• Exercise goal: In the entries below, find the line with "pub fn new(store: Arc<dyn" and the line with "Fingerprint::detect_change(cached.as_ref(), live, desired)?;". Print those two and everything between them exactly, and nothing else.

=== Record extracts ===

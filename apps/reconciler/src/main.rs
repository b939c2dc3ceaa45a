//! Tidegate reconciler process: converges remote container resources toward
//! the manifests checked into a directory.

#![forbid(unsafe_code)]

mod reconciler_config;
mod reconciler_services;

use std::time::Duration;

use tidegate_application::{PassReport, ReconcileService};
use tidegate_core::{AppError, AppResult};
use tokio::time::MissedTickBehavior;
use tracing::{info, warn};
use tracing_subscriber::EnvFilter;

use crate::reconciler_config::ReconcilerConfig;
use crate::reconciler_services::build_reconcile_service;

#[tokio::main]
async fn main() -> Result<(), AppError> {
    dotenvy::dotenv().ok();

    let config = ReconcilerConfig::load()?;
    init_tracing(config.debug);
    config.log_summary();

    let http_client = reqwest::Client::builder()
        .timeout(Duration::from_secs(15))
        .build()
        .map_err(|error| AppError::Internal(format!("failed to build HTTP client: {error}")))?;
    let service = build_reconcile_service(&config, &http_client)?;

    info!(
        location = %config.location,
        reconcile_interval_seconds = config.reconcile_interval_seconds,
        reconcile_once = config.reconcile_once,
        "tidegate-reconciler started"
    );

    if config.reconcile_once {
        return match run_pass(&service).await {
            Some(result) => result.map(|_| ()),
            None => Ok(()),
        };
    }

    let mut interval = tokio::time::interval(Duration::from_secs(config.reconcile_interval_seconds));
    interval.set_missed_tick_behavior(MissedTickBehavior::Delay);

    loop {
        tokio::select! {
            _ = interval.tick() => {}
            _ = tokio::signal::ctrl_c() => {
                info!("shutdown requested");
                return Ok(());
            }
        }

        if run_pass(&service).await.is_none() {
            return Ok(());
        }
    }
}

/// Runs one pass, returning `None` when shutdown interrupted it.
async fn run_pass(service: &ReconcileService) -> Option<AppResult<PassReport>> {
    let result = tokio::select! {
        result = service.reconcile() => result,
        _ = tokio::signal::ctrl_c() => {
            info!("shutdown requested, cancelling reconciliation pass");
            return None;
        }
    };

    if let Err(error) = &result {
        warn!(error = %error, "reconciliation pass failed");
    }

    Some(result)
}

fn init_tracing(debug: bool) {
    let default_level = if debug { "debug" } else { "info" };
    let env_filter =
        EnvFilter::try_from_default_env().unwrap_or_else(|_| EnvFilter::new(default_level));

    tracing_subscriber::fmt()
        .with_env_filter(env_filter)
        .with_target(false)
        .compact()
        .init();
}
//! Secret store reading one file per secret from a mounted directory.

use std::collections::BTreeMap;
use std::path::{Path, PathBuf};

use async_trait::async_trait;
use chrono::{DateTime, Utc};
use tidegate_application::{SecretStore, SecretValue};
use tidegate_core::{AppError, AppResult};

/// Secret store backed by a directory: file name is the secret name, file
/// content the value and file modification time the last change.
#[derive(Debug, Clone)]
pub struct DirectorySecretStore {
    root: PathBuf,
}

impl DirectorySecretStore {
    /// Creates a store reading secrets below `root`.
    #[must_use]
    pub fn new(root: impl Into<PathBuf>) -> Self {
        Self { root: root.into() }
    }

    fn secret_path(&self, name: &str) -> AppResult<PathBuf> {
        if !is_secret_name(name) {
            return Err(AppError::Validation(format!(
                "invalid secret name \"{name}\""
            )));
        }

        Ok(self.root.join(name))
    }
}

#[async_trait]
impl SecretStore for DirectorySecretStore {
    async fn list_items(&self) -> AppResult<BTreeMap<String, DateTime<Utc>>> {
        let mut entries = tokio::fs::read_dir(&self.root).await.map_err(|error| {
            AppError::Internal(format!(
                "failed to read secrets directory '{}': {error}",
                self.root.display()
            ))
        })?;

        let mut items = BTreeMap::new();
        while let Some(entry) = entries.next_entry().await.map_err(|error| {
            AppError::Internal(format!(
                "failed to read secrets directory '{}': {error}",
                self.root.display()
            ))
        })? {
            let Some(name) = entry.file_name().to_str().map(str::to_owned) else {
                continue;
            };
            if !is_secret_name(name.as_str()) {
                continue;
            }

            let path = entry.path();
            let metadata = tokio::fs::metadata(&path)
                .await
                .map_err(|error| read_error(&path, error))?;
            if !metadata.is_file() {
                continue;
            }

            items.insert(name, modified_at(&path, &metadata)?);
        }

        Ok(items)
    }

    async fn get(&self, name: &str) -> AppResult<SecretValue> {
        let path = self.secret_path(name)?;
        let metadata = match tokio::fs::metadata(&path).await {
            Ok(metadata) if metadata.is_file() => metadata,
            Ok(_) => return Err(AppError::NotFound(format!("secret \"{name}\" not found"))),
            Err(error) if error.kind() == std::io::ErrorKind::NotFound => {
                return Err(AppError::NotFound(format!("secret \"{name}\" not found")));
            }
            Err(error) => return Err(read_error(&path, error)),
        };

        let value = tokio::fs::read_to_string(&path)
            .await
            .map_err(|error| read_error(&path, error))?;

        Ok(SecretValue {
            value: strip_trailing_newline(value),
            changed_at: modified_at(&path, &metadata)?,
        })
    }
}

// Mounted secret volumes carry dot-prefixed bookkeeping entries.
fn is_secret_name(name: &str) -> bool {
    !name.is_empty()
        && !name.starts_with('.')
        && !name.contains(['/', '\\'])
}

fn modified_at(path: &Path, metadata: &std::fs::Metadata) -> AppResult<DateTime<Utc>> {
    metadata
        .modified()
        .map(DateTime::<Utc>::from)
        .map_err(|error| read_error(path, error))
}

fn strip_trailing_newline(mut value: String) -> String {
    if value.ends_with('\n') {
        value.pop();
        if value.ends_with('\r') {
            value.pop();
        }
    }
    value
}

fn read_error(path: &Path, error: std::io::Error) -> AppError {
    AppError::Internal(format!("failed to read secret '{}': {error}", path.display()))
}
use std::sync::Arc;

use tidegate_core::AppResult;
use tidegate_domain::{ChangeReason, Fingerprint, LiveResource, ResourceKind, ResourceSpecification};
use tracing::debug;

use crate::reconcile_ports::FingerprintStore;

/// Decides whether declared resources need a remote apply.
#[derive(Clone)]
pub struct FingerprintCache {
    store: Arc<dyn FingerprintStore>,
}

impl FingerprintCache {
    /// Creates a fingerprint cache over a storage backend.
    #[must_use]
    pub fn new(store: Arc<dyn FingerprintStore>) -> Self {
        Self { store }
    }

    /// Returns whether `desired` must be applied, with the reason.
    pub async fn needs_update(
        &self,
        kind: ResourceKind,
        name: &str,
        live: Option<&LiveResource>,
        desired: &ResourceSpecification,
    ) -> AppResult<(bool, ChangeReason)> {
        let cached = self.store.get(kind, name).await?;
        let reason = Fingerprint::detect_change(cached.as_ref(), live, desired)?;

        Ok((reason.requires_apply(), reason))
    }

    /// Records the fingerprint of a verified resource.
    ///
    /// Does nothing when the live resource is absent or carries no timestamp.
    pub async fn set(
        &self,
        kind: ResourceKind,
        name: &str,
        live: Option<&LiveResource>,
        desired: &ResourceSpecification,
    ) -> AppResult<()> {
        let Some(live) = live else {
            debug!(%kind, name, "skipping fingerprint without live resource");
            return Ok(());
        };
        let Some(fingerprint) = Fingerprint::observe(live, desired)? else {
            debug!(%kind, name, "skipping fingerprint without live timestamp");
            return Ok(());
        };

        self.store.set(kind, name, fingerprint).await
    }
}
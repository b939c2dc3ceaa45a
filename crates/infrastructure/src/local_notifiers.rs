use async_trait::async_trait;
use tidegate_application::Notifier;
use tidegate_core::AppResult;
use tidegate_domain::{NotificationEvent, NotificationState};
use tokio::sync::RwLock;

/// Notifier that drops every event.
#[derive(Debug, Clone, Copy, Default)]
pub struct DiscardNotifier;

#[async_trait]
impl Notifier for DiscardNotifier {
    async fn send(&self, _event: &NotificationEvent) -> AppResult<()> {
        Ok(())
    }
}

/// Notifier that records every event in memory.
#[derive(Default)]
pub struct InMemoryNotifier {
    events: RwLock<Vec<NotificationEvent>>,
}

impl InMemoryNotifier {
    /// Creates an empty notifier.
    #[must_use]
    pub fn new() -> Self {
        Self::default()
    }

    /// Returns recorded events in send order.
    pub async fn events(&self) -> Vec<NotificationEvent> {
        self.events.read().await.clone()
    }
}

#[async_trait]
impl Notifier for InMemoryNotifier {
    async fn send(&self, event: &NotificationEvent) -> AppResult<()> {
        self.events.write().await.push(event.clone());
        Ok(())
    }
}

/// Notifier that writes events to the tracing log.
#[derive(Debug, Clone, Copy, Default)]
pub struct LoggingNotifier;

impl LoggingNotifier {
    /// Creates a logging notifier.
    #[must_use]
    pub fn new() -> Self {
        Self
    }
}

#[async_trait]
impl Notifier for LoggingNotifier {
    async fn send(&self, event: &NotificationEvent) -> AppResult<()> {
        match event.state {
            NotificationState::Success => tracing::info!(
                revision = %event.revision,
                name = %event.name,
                description = %event.description,
                "reconciliation notification"
            ),
            NotificationState::Failure => tracing::warn!(
                revision = %event.revision,
                name = %event.name,
                description = %event.description,
                "reconciliation notification"
            ),
        }

        Ok(())
    }
}
use std::sync::Arc;

use tidegate_core::AppResult;
use tidegate_domain::NotificationEvent;
use tracing::{debug, info};

use crate::reconcile_ports::{NotificationCache, Notifier};

/// Sends pass notifications, suppressing repeats of the last sent event.
#[derive(Clone)]
pub struct NotificationDeduplicator {
    cache: Arc<dyn NotificationCache>,
    notifier: Arc<dyn Notifier>,
}

impl NotificationDeduplicator {
    /// Creates a deduplicator over a cache and a notifier.
    #[must_use]
    pub fn new(cache: Arc<dyn NotificationCache>, notifier: Arc<dyn Notifier>) -> Self {
        Self { cache, notifier }
    }

    /// Sends `event` unless it equals the last sent event.
    ///
    /// Returns whether the event was sent. The event is remembered only after
    /// a successful send, so a failed send is retried on the next pass.
    pub async fn notify(&self, event: NotificationEvent) -> AppResult<bool> {
        let previous = self.cache.get().await?;
        if previous.as_ref() == Some(&event) {
            debug!(
                revision = %event.revision,
                state = event.state.as_str(),
                "suppressing duplicate notification"
            );
            return Ok(false);
        }

        self.notifier
            .send(&event)
            .await
            .map_err(|error| error.context("failed to send notification"))?;
        info!(
            revision = %event.revision,
            state = event.state.as_str(),
            "notification sent"
        );
        self.cache.set(event).await?;

        Ok(true)
    }
}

===

• Answer section:
    pub fn new(store: Arc<dyn FingerprintStore>) -> Self {
        Self { store }
    }

    /// Returns whether `desired` must be applied, with the reason.
    pub async fn needs_update(
        &self,
        kind: ResourceKind,
        name: &str,
        live: Option<&LiveResource>,
        desired: &ResourceSpecification,
    ) -> AppResult<(bool, ChangeReason)> {
        let cached = self.store.get(kind, name).await?;
        let reason = Fingerprint::detect_change(cached.as_ref(), live, desired)?;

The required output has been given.